Katyn 1940. The Soviet crime and half a century of lies

WERSJA POLSKA

Katyn massacre was a series of mass executions of Polish nationals carried out by the NKVD (‘People’s Commissariat for Internal Affairs’, the Soviet Secret Police) in the spring of 1940. Of the total of about twenty two thousand citizens of the Polish state, close to 14.5 thousand killed were the prisoners of war (POWS) and 7.3 thousand were civilians.

The name of the massacre comes from the locality Katyn near Smolensk where a large part of victims, 4.4 thousand of POWS held in Kozielsk prison camps, were killed and buried. It is named after Katyn also because it was the first place where, still during World War II, the mass graves were discovered. Places of execution and the graves of the remaining POWS, the prisoners of Starobielsk and Ostaszkow, were not even known until the nineties of the twentieth century. 

Katyn massacre has no precedent in history. First, because of thousands of victims who were POWS, mostly military officers. Those individuals’ lives are supposed to be protected under the international law. The purpose of the crime and the result of it, tremendous losses to the Polish nation and the Polish state, were absolutely extraordinary as well. Soviets had one goal only,   to physically exterminate Polish patriots and as a result to prevent the rebirth of the Polish state in the future.  Soviet government knew that the members of the Polish educated class, the military and technical elite, would always be ’avowed enemies of Soviet authority’. The victims represented Polish patriotism of the highest degree and many were members of the country’s intellectual elite. They were scientists, engineers, doctors, and artists.
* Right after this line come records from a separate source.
//! Core of Plugboard.
//!
//! Configuration objects describe their fields through a compile-time field
//! table (see [`configurable!`]). On top of that this crate provides descriptor
//! extraction, the structural merge of untyped updates, the plugin registry,
//! and the services behind the administrative API.

#![deny(clippy::unwrap_used, clippy::expect_used, clippy::panic)]
#![forbid(unsafe_code)]

pub mod app;
pub mod auth;
pub mod commands;
pub mod describe;
pub mod extract;
pub mod field;
pub mod merge;
pub mod prelude;
pub mod registry;
pub mod service;

// Re-export commonly used types
pub use app::{App, AppBuilderOpts, AppState};
pub use describe::FieldDescriptor;
pub use extract::{Auth, OptionalRequestId, RequestId};
pub use field::{Configurable, Field, FieldValue, MergeError};
pub use plugboard_types::value::{Value, ValueMap};
pub use registry::{FrozenPluginRegistry, PluginHandle, PluginRegistry};

// vim: ts=4
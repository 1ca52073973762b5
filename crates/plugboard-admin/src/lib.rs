//! Admin API handlers for plugin configuration and the command table

pub mod commands;
pub mod plugins;

mod prelude;

// vim: ts=4
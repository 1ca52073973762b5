//! Field descriptor extraction
//!
//! Turns a live configuration object into the labeled, typed snapshot shown to
//! administrators. Extraction only reads through the field table.

use serde::Serialize;

use crate::field::Configurable;
use plugboard_types::value::{Value, ValueMap};

/// Presentation snapshot of one configuration field
#[derive(Debug, Clone, PartialEq, Serialize)]
pub struct FieldDescriptor {
	pub identifier: &'static str,
	pub label: &'static str,
	pub kind: String,
	pub value: Value,
}

/// Describe every field of `config` in declaration order.
///
/// An absent object yields an empty list.
pub fn describe<T: Configurable>(config: Option<&T>) -> Vec<FieldDescriptor> {
	let Some(config) = config else {
		return Vec::new();
	};

	T::fields()
		.iter()
		.map(|field| FieldDescriptor {
			identifier: field.identifier,
			label: field.label,
			kind: (field.kind)().into_owned(),
			value: (field.get)(config),
		})
		.collect()
}

/// Whole-object snapshot as an identifier → value mapping.
///
/// This is the document persisted for a module and the value reported for nested
/// configuration fields.
pub fn snapshot<T: Configurable>(config: &T) -> Value {
	Value::Map(
		T::fields()
			.iter()
			.map(|field| (field.identifier.to_string(), (field.get)(config)))
			.collect::<ValueMap>(),
	)
}


// vim: ts=4
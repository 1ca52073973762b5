//! Plugin configuration service: read-all and write-batch orchestration
//!
//! Both operations consult the administrative gate before anything else.
//!
//! Write-batch policy:
//! - every module name is checked before any module is touched
//! - modules are processed in name order, each one all-or-nothing:
//!   stage merge, persist, then commit into the live object
//! - the first failure aborts the batch; modules processed before it stay
//!   committed and persisted

use std::collections::BTreeMap;
use std::sync::Arc;

use crate::describe::FieldDescriptor;
use crate::field::MergeError;
use crate::prelude::*;
use crate::registry::FrozenPluginRegistry;
use plugboard_types::kv_adapter::{KvAdapter, NS_PLUGINS};
use plugboard_types::types::AuthCtx;
use plugboard_types::value::ValueMap;

/// Module name → (field identifier → untyped value)
pub type RawUpdate = BTreeMap<String, ValueMap>;

/// Module name → field descriptors
pub type PluginSnapshot = BTreeMap<String, Vec<FieldDescriptor>>;

pub(crate) fn check_admin(auth: &AuthCtx, operation: &str) -> ClResult<()> {
	if !auth.is_admin() {
		warn!(
			subject = %auth.id_tag,
			roles = ?auth.roles,
			"{} denied - SADM role required",
			operation
		);
		return Err(Error::PermissionDenied);
	}
	Ok(())
}

/// Decode a JSON request body into `T`, mapping every failure to `MalformedInput`
pub(crate) fn parse_body<T: serde::de::DeserializeOwned>(body: &[u8]) -> ClResult<T> {
	if body.iter().all(u8::is_ascii_whitespace) {
		return Err(Error::MalformedInput("empty request body".into()));
	}
	serde_json::from_slice(body).map_err(|e| Error::MalformedInput(e.to_string()))
}

fn lift_merge_error(module: &str, err: MergeError) -> Error {
	match err {
		MergeError::UnknownField { field } => Error::UnknownField { module: module.into(), field },
		MergeError::TypeMismatch { field, expected, received } => {
			Error::TypeMismatch { module: module.into(), field, expected, received }
		}
	}
}

pub struct PluginConfigService {
	registry: Arc<FrozenPluginRegistry>,
	kv: Arc<dyn KvAdapter>,
	write_lock: tokio::sync::Mutex<()>,
}

impl PluginConfigService {
	pub fn new(registry: Arc<FrozenPluginRegistry>, kv: Arc<dyn KvAdapter>) -> Self {
		Self { registry, kv, write_lock: tokio::sync::Mutex::new(()) }
	}

	pub fn registry(&self) -> &Arc<FrozenPluginRegistry> {
		&self.registry
	}

	/// Describe every registered module
	pub fn read_all(&self, auth: &AuthCtx) -> ClResult<PluginSnapshot> {
		check_admin(auth, "Plugin configuration read")?;

		Ok(self
			.registry
			.list()
			.map(|(name, entry)| (name.to_string(), entry.describe()))
			.collect())
	}

	/// Describe a single module
	pub fn read_one(&self, auth: &AuthCtx, name: &str) -> ClResult<Vec<FieldDescriptor>> {
		check_admin(auth, "Plugin configuration read")?;

		let entry = self.registry.get(name).ok_or(Error::NotFound)?;
		Ok(entry.describe())
	}

	/// Apply a JSON write-batch document. Returns the names of the updated modules.
	pub async fn write_batch(&self, auth: &AuthCtx, body: &[u8]) -> ClResult<Vec<String>> {
		check_admin(auth, "Plugin configuration update")?;
		let update: RawUpdate = parse_body(body)?;
		self.apply_batch(auth, &update).await
	}

	/// Apply an already decoded write-batch
	pub async fn apply_update(&self, auth: &AuthCtx, update: &RawUpdate) -> ClResult<Vec<String>> {
		check_admin(auth, "Plugin configuration update")?;
		self.apply_batch(auth, update).await
	}

	async fn apply_batch(&self, auth: &AuthCtx, update: &RawUpdate) -> ClResult<Vec<String>> {
		if let Some(name) = update.keys().find(|name| !self.registry.contains(name)) {
			warn!(subject = %auth.id_tag, module = %name, "Update references unknown plugin");
			return Err(Error::UnknownModule(name.clone()));
		}

		let _guard = self.write_lock.lock().await;
		let mut updated = Vec::with_capacity(update.len());

		for (name, fields) in update {
			let entry = self.registry.get(name).ok_or_else(|| Error::UnknownModule(name.clone()))?;

			let staged = entry.stage(fields).map_err(|e| {
				warn!(module = %name, error = %e, "Rejected plugin configuration update");
				lift_merge_error(name, e)
			})?;

			self.kv.put(NS_PLUGINS, name, staged.document()).await.map_err(|e| {
				error!(module = %name, error = %e, "Failed to persist plugin configuration");
				Error::Persistence(format!("{}/{}: {}", NS_PLUGINS, name, e))
			})?;

			staged.commit();
			info!(
				subject = %auth.id_tag,
				module = %name,
				fields = fields.len(),
				"Plugin configuration updated"
			);
			updated.push(name.clone());
		}

		Ok(updated)
	}

	/// Merge stored documents onto the registered defaults.
	///
	/// Documents that no longer fit their module are skipped with a warning.
	/// Returns the number of modules loaded.
	pub async fn load_persisted(&self) -> ClResult<usize> {
		let mut loaded = 0;
		for (name, entry) in self.registry.list() {
			let Some(stored) = self.kv.get(NS_PLUGINS, name).await? else {
				debug!("No stored configuration for plugin '{}'", name);
				continue;
			};
			match entry.load(&stored) {
				Ok(()) => {
					debug!("Loaded stored configuration for plugin '{}'", name);
					loaded += 1;
				}
				Err(e) => {
					warn!("Ignoring stored configuration for plugin '{}': {}", name, e);
				}
			}
		}
		Ok(loaded)
	}
}

impl std::fmt::Debug for PluginConfigService {
	fn fmt(&self, f: &mut std::fmt::Formatter<'_>) -> std::fmt::Result {
		f.debug_struct("PluginConfigService")
			.field("registry", &self.registry)
			.field("kv", &self.kv)
			.finish_non_exhaustive()
	}
}

// vim: ts=4
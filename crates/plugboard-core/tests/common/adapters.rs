//! In-memory storage adapter with a write log and failure injection

use async_trait::async_trait;
use parking_lot::Mutex;
use std::collections::BTreeMap;
use std::sync::atomic::{AtomicBool, Ordering};

use plugboard_types::error::{ClResult, Error};
use plugboard_types::kv_adapter::KvAdapter;
use plugboard_types::value::Value;

#[derive(Debug, Default)]
pub struct MemoryKvAdapter {
	data: Mutex<BTreeMap<(String, String), Value>>,
	puts: Mutex<Vec<String>>,
	fail_puts: AtomicBool,
}

impl MemoryKvAdapter {
	pub fn new() -> Self {
		Self::default()
	}

	/// Store a document directly, bypassing the write log
	pub fn seed(&self, namespace: &str, key: &str, value: impl Into<Value>) {
		self.data.lock().insert((namespace.into(), key.into()), value.into());
	}

	pub fn stored(&self, namespace: &str, key: &str) -> Option<Value> {
		self.data.lock().get(&(namespace.to_string(), key.to_string())).cloned()
	}

	/// Successful puts as "namespace/key", in order
	pub fn put_log(&self) -> Vec<String> {
		self.puts.lock().clone()
	}

	pub fn fail_puts(&self, fail: bool) {
		self.fail_puts.store(fail, Ordering::SeqCst);
	}
}

#[async_trait]
impl KvAdapter for MemoryKvAdapter {
	async fn put(&self, namespace: &str, key: &str, value: &Value) -> ClResult<()> {
		if self.fail_puts.load(Ordering::SeqCst) {
			return Err(Error::Persistence("disk full".into()));
		}
		self.data.lock().insert((namespace.into(), key.into()), value.clone());
		self.puts.lock().push(format!("{}/{}", namespace, key));
		Ok(())
	}

	async fn get(&self, namespace: &str, key: &str) -> ClResult<Option<Value>> {
		Ok(self.stored(namespace, key))
	}

	async fn delete(&self, namespace: &str, key: &str) -> ClResult<bool> {
		Ok(self.data.lock().remove(&(namespace.to_string(), key.to_string())).is_some())
	}

	async fn list_keys(&self, namespace: &str) -> ClResult<Vec<Box<str>>> {
		Ok(self
			.data
			.lock()
			.keys()
			.filter(|(ns, _)| ns == namespace)
			.map(|(_, key)| Box::from(key.as_str()))
			.collect())
	}
}

// vim: ts=4
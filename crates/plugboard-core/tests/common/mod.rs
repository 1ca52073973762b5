//! Common test utilities and helpers
//!
//! Shared testing infrastructure for the service integration tests: an
//! in-memory storage adapter and a set of small plugin configurations.

#![allow(dead_code)]

pub mod adapters;
pub mod fixtures;

pub use adapters::*;
pub use fixtures::*;

// vim: ts=4
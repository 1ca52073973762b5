pub use crate::error::{ClResult, Error};

pub use tracing::{debug, error, info, trace, warn};

// vim: ts=4
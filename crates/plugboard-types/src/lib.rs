//! Shared types, adapter traits, and core utilities for Plugboard.
//!
//! This crate holds the foundational types shared between the core services,
//! the HTTP layer, and every storage adapter, so adapter crates depend on it
//! alone.

#![forbid(unsafe_code)]

pub mod error;
pub mod kv_adapter;
pub mod prelude;
pub mod types;
pub mod value;

// vim: ts=4
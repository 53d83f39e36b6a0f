// src/clock.rs - Monotonic time seam for the control loop
use std::sync::Arc;
use std::sync::atomic::{AtomicU64, Ordering};
use std::time::Instant;

/// Monotonic controller time. All tick gating, telemetry timestamps and
/// equalization durations go through this trait so tests can drive time
/// manually.
pub trait Clock: Send + Sync {
    /// Milliseconds since controller boot.
    fn uptime_ms(&self) -> u64;
}

/// Wall-clock backed implementation anchored at construction.
pub struct SystemClock {
    boot: Instant,
}

impl SystemClock {
    pub fn new() -> Self {
        Self { boot: Instant::now() }
    }
}

impl Default for SystemClock {
    fn default() -> Self {
        Self::new()
    }
}

impl Clock for SystemClock {
    fn uptime_ms(&self) -> u64 {
        self.boot.elapsed().as_millis() as u64
    }
}

/// Manually advanced clock for deterministic tests.
#[derive(Clone, Default)]
pub struct ManualClock {
    now_ms: Arc<AtomicU64>,
}

impl ManualClock {
    pub fn new() -> Self {
        Self::default()
    }

    pub fn advance(&self, ms: u64) {
        self.now_ms.fetch_add(ms, Ordering::SeqCst);
    }

    pub fn set(&self, ms: u64) {
        self.now_ms.store(ms, Ordering::SeqCst);
    }
}

impl Clock for ManualClock {
    fn uptime_ms(&self) -> u64 {
        self.now_ms.load(Ordering::SeqCst)
    }
}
They would never give up the fight for free Poland.

The Katyn killings were directed not only against the people, but also against the truth. Until 1990, Soviet authorities kept denying the responsibility for executions on the Polish citizens and falsely put the blame on Germany. In this context, we need to remember all those who tried to disclose Soviet deception and find the truth. For instance, in 1951 – 1952, the United States Congress Madden Committee shed the light on the Soviet responsibility for executions on the Polish citizens in 1940. The United States taking interest in the Katyn massacre proves that it is important not only for Poland and the Polish people. It is a part of the world’s history and the warning for all humanity.